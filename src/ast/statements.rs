//! Statement nodes.

use serde::Serialize;

use super::{AssignmentOperator, Declaration, Expression, Type};
use crate::either::Either;

#[derive(Debug, Clone, PartialEq, Serialize)]
pub enum Statement {
    Labeled {
        label: String,
        statement: Box<Statement>,
    },
    Assignment(Assignment),
    If(IfStatement),
    For(ForStatement),
    While(WhileStatement),
    Jump(Jump),
    Block(Block),
    Declaration(Declaration),
    Expression(Expression),
}

/// The body of a control-flow construct or switch branch.
#[derive(Debug, Clone, PartialEq, Serialize)]
pub enum StatementBody {
    Block(Block),
    Statement(Box<Statement>),
    /// A lone `;`.
    Pass,
}

#[derive(Debug, Clone, Default, PartialEq, Serialize)]
pub struct Block {
    pub statements: Vec<Statement>,
}

#[derive(Debug, Clone, PartialEq, Serialize)]
pub struct Assignment {
    pub target: Expression,
    pub operator: AssignmentOperator,
    pub value: Expression,
}

#[derive(Debug, Clone, PartialEq, Serialize)]
pub struct IfStatement {
    pub condition: Expression,
    pub then: Box<StatementBody>,
    pub otherwise: Option<Box<StatementBody>>,
}

#[derive(Debug, Clone, PartialEq, Serialize)]
pub struct ForStatement {
    pub header: Either<ClassicFor, ForEach>,
    pub body: Box<StatementBody>,
}

/// `for (int i = 0; i < n; i++)`
#[derive(Debug, Clone, PartialEq, Serialize)]
pub struct ClassicFor {
    pub variables: Vec<ForVariable>,
    pub conditions: Vec<Expression>,
    pub updates: Vec<Statement>,
}

#[derive(Debug, Clone, PartialEq, Serialize)]
pub struct ForVariable {
    pub ty: Option<Type>,
    pub name: String,
    pub value: Expression,
}

/// `T x in source`, shared by for-each loops and comprehensions.
#[derive(Debug, Clone, PartialEq, Serialize)]
pub struct ForEach {
    pub ty: Option<Type>,
    pub name: String,
    pub iterable: Box<Expression>,
}

#[derive(Debug, Clone, PartialEq, Serialize)]
pub struct WhileStatement {
    pub do_while: bool,
    pub condition: Expression,
    pub body: Box<StatementBody>,
}

#[derive(Debug, Clone, PartialEq, Serialize)]
pub enum Jump {
    Break(Option<String>),
    Continue(Option<String>),
    Throw(Expression),
    Return {
        label: Option<String>,
        value: Option<Expression>,
    },
}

================================

EXERCISE DETAILS:
Retype the entries above exactly as they appear.

SOLVED PROBLEM:
filename src/ast/statements.rs
//! Statement nodes.

use serde::Serialize;

use super::{AssignmentOperator, Declaration, Expression, Type};
use crate::either::Either;

#[derive(Debug, Clone, PartialEq, Serialize)]
pub enum Statement {
    Labeled {
        label: String,
        statement: Box<Statement>,
    },
    Assignment(Assignment),
    If(IfStatement),
    For(ForStatement),
    While(WhileStatement),
    Jump(Jump),
    Block(Block),
    Declaration(Declaration),
    Expression(Expression),
}

/// The body of a control-flow construct or switch branch.
#[derive(Debug, Clone, PartialEq, Serialize)]
pub enum StatementBody {
    Block(Block),
    Statement(Box<Statement>),
    /// A lone `;`.
    Pass,
}

#[derive(Debug, Clone, Default, PartialEq, Serialize)]
pub struct Block {
    pub statements: Vec<Statement>,
}

#[derive(Debug, Clone, PartialEq, Serialize)]
pub struct Assignment {
    pub target: Expression,
    pub operator: AssignmentOperator,
    pub value: Expression,
}

#[derive(Debug, Clone, PartialEq, Serialize)]
pub struct IfStatement {
    pub condition: Expression,
    pub then: Box<StatementBody>,
    pub otherwise: Option<Box<StatementBody>>,
}

#[derive(Debug, Clone, PartialEq, Serialize)]
pub struct ForStatement {
    pub header: Either<ClassicFor, ForEach>,
    pub body: Box<StatementBody>,
}

/// `for (int i = 0; i < n; i++)`
#[derive(Debug, Clone, PartialEq, Serialize)]
pub struct ClassicFor {
    pub variables: Vec<ForVariable>,
    pub conditions: Vec<Expression>,
    pub updates: Vec<Statement>,
}

#[derive(Debug, Clone, PartialEq, Serialize)]
pub struct ForVariable {
    pub ty: Option<Type>,
    pub name: String,
    pub value: Expression,
}

/// `T x in source`, shared by for-each loops and comprehensions.
#[derive(Debug, Clone, PartialEq, Serialize)]
pub struct ForEach {
    pub ty: Option<Type>,
    pub name: String,
    pub iterable: Box<Expression>,
}

#[derive(Debug, Clone, PartialEq, Serialize)]
pub struct WhileStatement {
    pub do_while: bool,
    pub condition: Expression,
    pub body: Box<StatementBody>,
}

#[derive(Debug, Clone, PartialEq, Serialize)]
pub enum Jump {
    Break(Option<String>),
    Continue(Option<String>),
    Throw(Expression),
    Return {
        label: Option<String>,
        value: Option<Expression>,
    },
}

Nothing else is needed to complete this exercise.